On May 23, 2022, the U.S. Securities and Exchange Commission settled charges against an investment adviser for misstatements and omissions relating to the use of ESG considerations in making investment decisions for certain mutual funds it managed (the “Overlay Funds”). As part of the settlement, the investment adviser agreed to a cease-and-desist order, a censure, and payment of a penalty of USD 1.5 million.
The SEC alleged that the investment advisor committed violations of various provisions of the Investment Advisers Act and Investment Company Act, based on the following:
- From July 2018 to September 2021, the investment adviser represented that its affiliated sub-adviser to the Overlay Funds (“Sub-Adviser”) implemented ESG principles by conducting proprietary ESG quality reviews as part the investment research process for all investments made by the Overlay Funds.

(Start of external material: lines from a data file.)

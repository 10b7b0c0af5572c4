//! The snapshot source seam.

use std::collections::HashMap;
use std::sync::{Arc, Mutex, PoisonError};

use async_trait::async_trait;
use chrono::NaiveDate;
use thiserror::Error;

use crate::{EquityRow, IndexRow};

/// Text NSE uses for dates without a published snapshot.
const NO_DATA_MARKER: &str = "No data available";

/// Which daily snapshot a request targets.
#[derive(Debug, Clone, Copy, PartialEq, Eq, Hash)]
pub enum SnapshotKind {
    /// Equity bhav copy with delivery data.
    Equity,
    /// Index close snapshot.
    Index,
}

/// Errors a snapshot source can report for a single date.
#[derive(Error, Debug, Clone, PartialEq, Eq)]
pub enum SourceError {
    /// The exchange published nothing for the date (weekend or holiday).
    #[error("No data available for {0}")]
    NoData(NaiveDate),

    /// The request failed in transit.
    #[error("HTTP error: {0}")]
    Http(String),

    /// The server answered with an error status.
    #[error("Server error: {status} for {url}")]
    Status {
        /// HTTP status code.
        status: u16,
        /// Requested URL.
        url: String,
    },

    /// The snapshot body was not the expected CSV.
    #[error("Malformed snapshot: {0}")]
    Malformed(String),

    /// The client itself is misconfigured; no request can succeed.
    #[error("Client configuration error: {0}")]
    Config(String),
}

impl SourceError {
    /// Returns true if the error means "nothing published for this date".
    #[must_use]
    pub fn is_no_data(&self) -> bool {
        matches!(self, Self::NoData(_)) || self.to_string().contains(NO_DATA_MARKER)
    }

    /// Returns true if the error should abort the whole run.
    #[must_use]
    pub const fn is_fatal(&self) -> bool {
        matches!(self, Self::Config(_))
    }
}

/// Provides one day's bhav copy table.
///
/// `Ok(None)` means the exchange published no table for the date.
#[async_trait]
pub trait SnapshotSource: Send + Sync {
    /// Fetches the equity-with-delivery snapshot for `date`.
    async fn equity_snapshot(&self, date: NaiveDate)
    -> Result<Option<Vec<EquityRow>>, SourceError>;

    /// Fetches the index close snapshot for `date`.
    async fn index_snapshot(&self, date: NaiveDate) -> Result<Option<Vec<IndexRow>>, SourceError>;
}

#[async_trait]
impl<T: SnapshotSource + ?Sized> SnapshotSource for Arc<T> {
    async fn equity_snapshot(
        &self,
        date: NaiveDate,
    ) -> Result<Option<Vec<EquityRow>>, SourceError> {
        (**self).equity_snapshot(date).await
    }

    async fn index_snapshot(&self, date: NaiveDate) -> Result<Option<Vec<IndexRow>>, SourceError> {
        (**self).index_snapshot(date).await
    }
}

/// An in-memory snapshot source.
///
/// Dates without a configured table answer `Ok(None)`. Every request is
/// logged so callers can assert on how the fetch loop drove the source.
#[derive(Debug, Default)]
pub struct MemorySource {
    equity: HashMap<NaiveDate, Vec<EquityRow>>,
    index: HashMap<NaiveDate, Vec<IndexRow>>,
    failures: HashMap<NaiveDate, SourceError>,
    requests: Mutex<Vec<(SnapshotKind, NaiveDate)>>,
}

impl MemorySource {
    /// Creates an empty source.
    #[must_use]
    pub fn new() -> Self {
        Self::default()
    }

    /// Serves `rows` as the equity snapshot for `date`.
    #[must_use]
    pub fn with_equity(mut self, date: NaiveDate, rows: Vec<EquityRow>) -> Self {
        self.equity.insert(date, rows);
        self
    }

    /// Serves `rows` as the index snapshot for `date`.
    #[must_use]
    pub fn with_index(mut self, date: NaiveDate, rows: Vec<IndexRow>) -> Self {
        self.index.insert(date, rows);
        self
    }

    /// Answers every request for `date` with `error`.
    #[must_use]
    pub fn with_failure(mut self, date: NaiveDate, error: SourceError) -> Self {
        self.failures.insert(date, error);
        self
    }

    /// Returns every request made so far, in order.
    #[must_use]
    pub fn requests(&self) -> Vec<(SnapshotKind, NaiveDate)> {
        self.requests
            .lock()
            .unwrap_or_else(PoisonError::into_inner)
            .clone()
    }

    /// Returns the number of requests made so far.
    #[must_use]
    pub fn request_count(&self) -> usize {
        self.requests
            .lock()
            .unwrap_or_else(PoisonError::into_inner)
            .len()
    }

    fn log(&self, kind: SnapshotKind, date: NaiveDate) -> Result<(), SourceError> {
        self.requests
            .lock()
            .unwrap_or_else(PoisonError::into_inner)
            .push((kind, date));
        self.failures.get(&date).map_or(Ok(()), |e| Err(e.clone()))
    }
}

#[async_trait]
impl SnapshotSource for MemorySource {
    async fn equity_snapshot(
        &self,
        date: NaiveDate,
    ) -> Result<Option<Vec<EquityRow>>, SourceError> {
        self.log(SnapshotKind::Equity, date)?;
        Ok(self.equity.get(&date).cloned())
    }

    async fn index_snapshot(&self, date: NaiveDate) -> Result<Option<Vec<IndexRow>>, SourceError> {
        self.log(SnapshotKind::Index, date)?;
        Ok(self.index.get(&date).cloned())
    }
}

The adviser made such representations to investors in mutual fund prospectuses, to those funds’ boards and in written responses to RFPs from other investment firms considering investments on behalf of their own clients.
- According to the SEC, in fact, while the Sub-Adviser maintained a Responsible Investment Team that researched ESG issues and produced ESG quality reviews, the Sub-Adviser only mandated ESG quality reviews for investments made by a separate category of funds – the “Sustainable Funds.”
- By contrast, for the Overlay Funds, the Sub-Adviser’s staff were permitted to, and in some cases did, select investments that were not researched by the Responsible Investment Team and which did not undergo the ESG quality review.
- The investment adviser’s compliance personnel were unaware during the relevant period that ESG quality reviews had not been prepared for all investments selected for the Overlay Funds.
- The adviser lacked written policies and procedures reasonably designed to prevent inaccurate or materially incomplete statements regarding the Sub-Adviser’s use of ESG quality reviews when selecting investments for the Overlay Funds.
A senior SEC official noted that investors are increasingly focused on ESG considerations in investing, and that this enforcement action consequently demonstrates that “the Commission will hold investment advisers accountable when they do not accurately describe their incorporation of ESG factors into their investment selection process.”
As part of its rulemaking agenda, the SEC has also issued new proposed rules relating to the labeling of funds (including ESG funds), and disclosures regarding funds’ and advisers’ incorporation of ESG factors into the investment selection process (see here).
Given the SEC’s continued focus on “greenwashing” (see here), including in relation to ESG funds, advisers and funds should look to strengthen their ESG governance, including by implementing appropriate policies and procedures that ensure oversight over, verification of, and consistency across, ESG disclosures and communications throughout their business.